代码使用xml.etree.ElementTree ,具体代码如下:
[root@localhost tools]# vi txt2xml.py
#encoding=utf-8
from xml.etree import ElementTree as ET
import sys
#print sys.getdefaultencoding()
#在这里重新设置编码
reload(sys)
sys.setdefaultencoding('utf-8')
f = open("/data/1xiu/darknet/carData/car.list1")
for line in f:
line = line.decode("gbk").encode("utf-8").strip()
lineArray = line.split(" ")
root=ET.Element('annotation')
folder = ET.SubElement(root, "folder")
folder.text = "general_text"
filename = ET.SubElement(root, "filename")
filename.text=lineArray[0].decode("gbk").encode("utf8")

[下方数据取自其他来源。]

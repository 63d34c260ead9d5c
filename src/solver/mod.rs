//! Constraint narrowing and guess selection
//!
//! Each round the game selects a guess from the candidate pool, learns from it,
//! and filters the pool down to the words that are still possible.

mod constraints;
mod engine;
mod filter;
mod selector;

pub use constraints::{Constraints, excluded_letters, guessed_letters};
pub use engine::{
    Game, GameError, GameState, GameSummary, Turn, scored_dictionary, scored_pool,
};
pub use filter::{is_word_possible, possible_words};
pub use selector::select_guess;
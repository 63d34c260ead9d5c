//! Candidate word representation
//!
//! A `Word` stores the letters of a dictionary entry together with the two
//! scores the guess selector needs. Both scores are computed once, when the
//! word enters the candidate pool.

use super::{LetterFrequency, duplicate_count, ranking_score};
use std::fmt;
use thiserror::Error;

/// A scored candidate word
///
/// The `Default` value (empty text, zero duplicates, zero ranking) is the
/// "no guess" value and never appears in a candidate pool.
#[derive(Debug, Clone, Default, PartialEq, Eq, Hash)]
pub struct Word {
    text: String,
    duplicates: u32,
    ranking: u32,
}

/// Error type for invalid words
#[derive(Debug, Clone, PartialEq, Eq, Error)]
pub enum WordError {
    #[error("word must be exactly {expected} letters, got {actual}")]
    InvalidLength { expected: usize, actual: usize },

    #[error("word must contain only ASCII letters")]
    NonAscii,

    #[error("word contains invalid characters")]
    InvalidCharacters,
}

/// Normalize and validate a raw word for a game of the given word length
///
/// The text is trimmed and lowercased before checking.
///
/// # Errors
/// Returns `WordError` if:
/// - Length is not exactly `length`
/// - Contains non-ASCII characters
/// - Contains non-alphabetic characters
///
/// # Examples
/// ```
/// use wordle_ranker::core::validate;
///
/// assert_eq!(validate(" Later ", 5).unwrap(), "later");
/// assert!(validate("lat3r", 5).is_err());
/// assert!(validate("late", 5).is_err());
/// ```
pub fn validate(text: &str, length: usize) -> Result<String, WordError> {
    let text = text.trim().to_lowercase();

    if !text.is_ascii() {
        return Err(WordError::NonAscii);
    }

    if text.len() != length {
        return Err(WordError::InvalidLength {
            expected: length,
            actual: text.len(),
        });
    }

    if !text.bytes().all(|c| c.is_ascii_lowercase()) {
        return Err(WordError::InvalidCharacters);
    }

    Ok(text)
}

impl Word {
    /// Score a word against the dictionary's letter frequencies
    ///
    /// # Examples
    /// ```
    /// use wordle_ranker::core::{LetterFrequency, Word};
    ///
    /// let frequency = LetterFrequency::from_words(["speed", "crane"]);
    /// let word = Word::scored("speed", &frequency);
    ///
    /// assert_eq!(word.duplicates(), 1);
    /// // s(1) + p(1) + e(3) + e(3) + d(1)
    /// assert_eq!(word.ranking(), 9);
    /// ```
    #[must_use]
    pub fn scored(text: impl Into<String>, frequency: &LetterFrequency) -> Self {
        let text = text.into();
        let duplicates = duplicate_count(&text);
        let ranking = ranking_score(&text, frequency);

        Self {
            text,
            duplicates,
            ranking,
        }
    }

    /// Get the word as a string slice
    #[inline]
    #[must_use]
    pub fn text(&self) -> &str {
        &self.text
    }

    /// Get the word's letters as bytes
    #[inline]
    #[must_use]
    pub fn letters(&self) -> &[u8] {
        self.text.as_bytes()
    }

    /// Number of letters in the word
    #[inline]
    #[must_use]
    pub fn len(&self) -> usize {
        self.text.len()
    }

    /// True for the "no guess" value
    #[inline]
    #[must_use]
    pub fn is_empty(&self) -> bool {
        self.text.is_empty()
    }

    /// How many letter occurrences repeat an earlier letter
    #[inline]
    #[must_use]
    pub const fn duplicates(&self) -> u32 {
        self.duplicates
    }

    /// Sum of dictionary-wide frequencies of every letter in the word
    #[inline]
    #[must_use]
    pub const fn ranking(&self) -> u32 {
        self.ranking
    }

    /// Check if the word contains a specific letter
    #[inline]
    #[must_use]
    pub fn has_letter(&self, letter: u8) -> bool {
        self.letters().contains(&letter)
    }
}

impl fmt::Display for Word {
    fn fmt(&self, f: &mut fmt::Formatter<'_>) -> fmt::Result {
        write!(f, "{}", self.text)
    }
}
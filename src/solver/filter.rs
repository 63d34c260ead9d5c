//! Candidate filtering against accumulated constraints

use super::constraints::{Constraints, excluded_letters};
use crate::core::Word;
use log::trace;
use rustc_hash::FxHashSet;
use std::collections::HashSet;
use std::hash::BuildHasher;

/// Check whether `word` is still consistent with everything learned so far
///
/// A word is eliminated if it:
/// 1. misses a known position (including being too short to have it)
/// 2. has a letter at a position where that letter is excluded
/// 3. lacks a known letter
/// 4. contains a guessed letter that is not a known letter
///
/// # Examples
/// ```
/// use wordle_ranker::core::{LetterFrequency, Word};
/// use wordle_ranker::solver::{Constraints, guessed_letters, is_word_possible};
///
/// let frequency = LetterFrequency::default();
/// let guess = Word::scored("stone", &frequency);
/// let mut constraints = Constraints::new();
/// constraints.update(&guess, "later");
/// let guessed = guessed_letters(&[guess]);
///
/// assert!(is_word_possible(&Word::scored("later", &frequency), &guessed, &constraints));
/// // contains 's', which has been guessed and is not in the target
/// assert!(!is_word_possible(&Word::scored("rates", &frequency), &guessed, &constraints));
/// ```
#[must_use]
pub fn is_word_possible<S: BuildHasher>(
    word: &Word,
    guessed_letters: &HashSet<u8, S>,
    constraints: &Constraints,
) -> bool {
    let excluded = excluded_letters(guessed_letters, constraints.known_letters());
    matches_constraints(word, &excluded, constraints)
}

/// Keep the words of `pool` that are still possible, preserving order
#[must_use]
pub fn possible_words<S: BuildHasher>(
    pool: &[Word],
    guessed_letters: &HashSet<u8, S>,
    constraints: &Constraints,
) -> Vec<Word> {
    let excluded = excluded_letters(guessed_letters, constraints.known_letters());

    pool.iter()
        .filter(|word| matches_constraints(word, &excluded, constraints))
        .cloned()
        .collect()
}

fn matches_constraints(word: &Word, excluded: &FxHashSet<u8>, constraints: &Constraints) -> bool {
    let letters = word.letters();

    for (&i, &letter) in constraints.known_positions() {
        if letters.get(i) != Some(&letter) {
            trace!("{word}: position {i} is not '{}'", letter as char);
            return false;
        }
    }

    let excluded_positions = constraints.excluded_positions();
    for (i, letter) in letters.iter().enumerate() {
        if excluded_positions
            .get(&i)
            .is_some_and(|banned| banned.contains(letter))
        {
            trace!("{word}: '{}' excluded at position {i}", *letter as char);
            return false;
        }
    }

    if let Some(&missing) = constraints
        .known_letters()
        .iter()
        .find(|&&letter| !word.has_letter(letter))
    {
        trace!("{word}: lacks known letter '{}'", missing as char);
        return false;
    }

    if let Some(&absent) = letters.iter().find(|&&letter| excluded.contains(&letter)) {
        trace!("{word}: contains excluded letter '{}'", absent as char);
        return false;
    }

    true
}

#[cfg(test)]
mod tests {
    use super::*;
    use crate::core::LetterFrequency;
    use crate::solver::guessed_letters;
    use proptest::prelude::*;

    fn word(text: &str) -> Word {
        Word::scored(text, &LetterFrequency::default())
    }

    fn pool(texts: &[&str]) -> Vec<Word> {
        texts.iter().map(|t| word(t)).collect()
    }

    fn texts(words: &[Word]) -> Vec<&str> {
        words.iter().map(Word::text).collect()
    }

    /// Constraints and guessed letters after playing `guesses` against `target`
    fn after(guesses: &[&str], target: &str) -> (Constraints, FxHashSet<u8>) {
        let history = pool(guesses);
        let mut constraints = Constraints::new();
        for guess in &history {
            constraints.update(guess, target);
        }
        (constraints, guessed_letters(&history))
    }

    #[test]
    fn everything_possible_without_knowledge() {
        let constraints = Constraints::new();
        let guessed = FxHashSet::default();
        for text in ["alert", "zzzzz", "ab"] {
            assert!(is_word_possible(&word(text), &guessed, &constraints));
        }
    }

    #[test]
    fn known_position_mismatch_eliminates() {
        let (constraints, guessed) = after(&["alter"], "later");
        // t, e, r fixed at 2, 3, 4
        assert!(is_word_possible(&word("later"), &guessed, &constraints));
        assert!(!is_word_possible(&word("alert"), &guessed, &constraints));
    }

    #[test]
    fn short_word_misses_known_position() {
        let (constraints, guessed) = after(&["crane"], "brine");
        assert!(!is_word_possible(&word("br"), &guessed, &constraints));
    }

    #[test]
    fn excluded_position_eliminates() {
        let (constraints, guessed) = after(&["alert"], "later");
        // every letter is known, but each is banned from its guessed position
        assert!(!is_word_possible(&word("alter"), &guessed, &constraints));
        assert!(is_word_possible(&word("later"), &guessed, &constraints));
    }

    #[test]
    fn missing_known_letter_eliminates() {
        let (constraints, guessed) = after(&["stone"], "later");
        // t and e are known letters
        assert!(!is_word_possible(&word("bulky"), &guessed, &constraints));
    }

    #[test]
    fn excluded_letter_eliminates() {
        let (constraints, guessed) = after(&["stone"], "later");
        assert!(!is_word_possible(&word("rates"), &guessed, &constraints));
        assert!(!is_word_possible(&word("alone"), &guessed, &constraints));
        assert!(is_word_possible(&word("later"), &guessed, &constraints));
    }

    #[test]
    fn possible_words_preserves_order() {
        let words = pool(&["alert", "alter", "later", "learn", "rates"]);
        let (constraints, guessed) = after(&["alert"], "later");

        let remaining = possible_words(&words, &guessed, &constraints);
        // alert and alter hit excluded positions, learn has r at 3, rates lacks l
        assert_eq!(texts(&remaining), vec!["later"]);
    }

    #[test]
    fn possible_words_keeps_order_of_survivors() {
        let words = pool(&["tamer", "later", "taker", "eater", "hater"]);
        let (constraints, guessed) = after(&["liter"], "later");

        let remaining = possible_words(&words, &guessed, &constraints);
        assert_eq!(texts(&remaining), vec!["later"]);

        let (constraints, guessed) = after(&["crown"], "later");
        let remaining = possible_words(&words, &guessed, &constraints);
        assert_eq!(texts(&remaining), vec!["tamer", "later", "taker", "eater", "hater"]);
    }

    #[test]
    fn guessed_letters_from_any_hasher() {
        let (constraints, _) = after(&["stone"], "later");
        let guessed: HashSet<u8> = b"stone".iter().copied().collect();

        assert!(is_word_possible(&word("later"), &guessed, &constraints));
        let remaining = possible_words(&pool(&["rates", "later"]), &guessed, &constraints);
        assert_eq!(texts(&remaining), vec!["later"]);
    }

    #[test]
    fn possible_words_empty_pool() {
        let (constraints, guessed) = after(&["alert"], "later");
        assert!(possible_words(&[], &guessed, &constraints).is_empty());
    }

    proptest! {
        #[test]
        fn filter_is_monotonic(
            candidate in "[a-f]{4}",
            target in "[a-f]{4}",
            first in proptest::collection::vec("[a-f]{4}", 1..4),
            more in proptest::collection::vec("[a-f]{4}", 1..4),
        ) {
            let candidate = word(&candidate);
            let mut history = pool(&first.iter().map(String::as_str).collect::<Vec<_>>());
            let mut constraints = Constraints::new();
            for guess in &history {
                constraints.update(guess, &target);
            }

            if !is_word_possible(&candidate, &guessed_letters(&history), &constraints) {
                for text in &more {
                    let guess = word(text);
                    constraints.update(&guess, &target);
                    history.push(guess);
                }
                prop_assert!(!is_word_possible(&candidate, &guessed_letters(&history), &constraints));
            }
        }

        #[test]
        fn target_is_never_eliminated(
            target in "[a-f]{5}",
            guesses in proptest::collection::vec("[a-f]{5}", 1..6),
        ) {
            let history = pool(&guesses.iter().map(String::as_str).collect::<Vec<_>>());
            let mut constraints = Constraints::new();
            for guess in &history {
                constraints.update(guess, &target);
            }
            prop_assert!(is_word_possible(&word(&target), &guessed_letters(&history), &constraints));
        }

        #[test]
        fn pool_never_grows(
            words in proptest::collection::vec("[a-f]{4}", 0..20),
            target in "[a-f]{4}",
            guesses in proptest::collection::vec("[a-f]{4}", 1..5),
        ) {
            let mut current = pool(&words.iter().map(String::as_str).collect::<Vec<_>>());
            let mut history = Vec::new();
            let mut constraints = Constraints::new();
            for text in &guesses {
                let guess = word(text);
                constraints.update(&guess, &target);
                history.push(guess);

                let next = possible_words(&current, &guessed_letters(&history), &constraints);
                prop_assert!(next.len() <= current.len());
                current = next;
            }
        }
    }
}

size = ET.SubElement(root, "size")
width = ET.SubElement(size, "width")
width.text = lineArray[2]
height = ET.SubElement(size,"height")
height.text = lineArray[1]
depth = ET.SubElement(size, "depth")
depth.text = str(3)
obj = ET.SubElement(root, "object")
name = ET.SubElement(obj, "name")
name.text = "plate"
bnd = ET.SubElement(obj, "bndbox")
xmin = ET.SubElement(bnd, "xmin")
xmin.text = lineArray[3]
ymin = ET.SubElement(bnd, "ymin")
ymin.text = lineArray[4]
xmax = ET.SubElement(bnd, "xmax")
xmax.text = lineArray[3] + lineArray[5]
ymax = ET.SubElement(bnd, "ymax")
ymax.text = lineArray[4] + lineArray[6]
tree=ET.ElementTree(root)
#tree.write(lineArray[0].decode("gbk").encode("utf8")+".xml")
tar = lineArray[0] + ".xml"
tree.write("1.xml")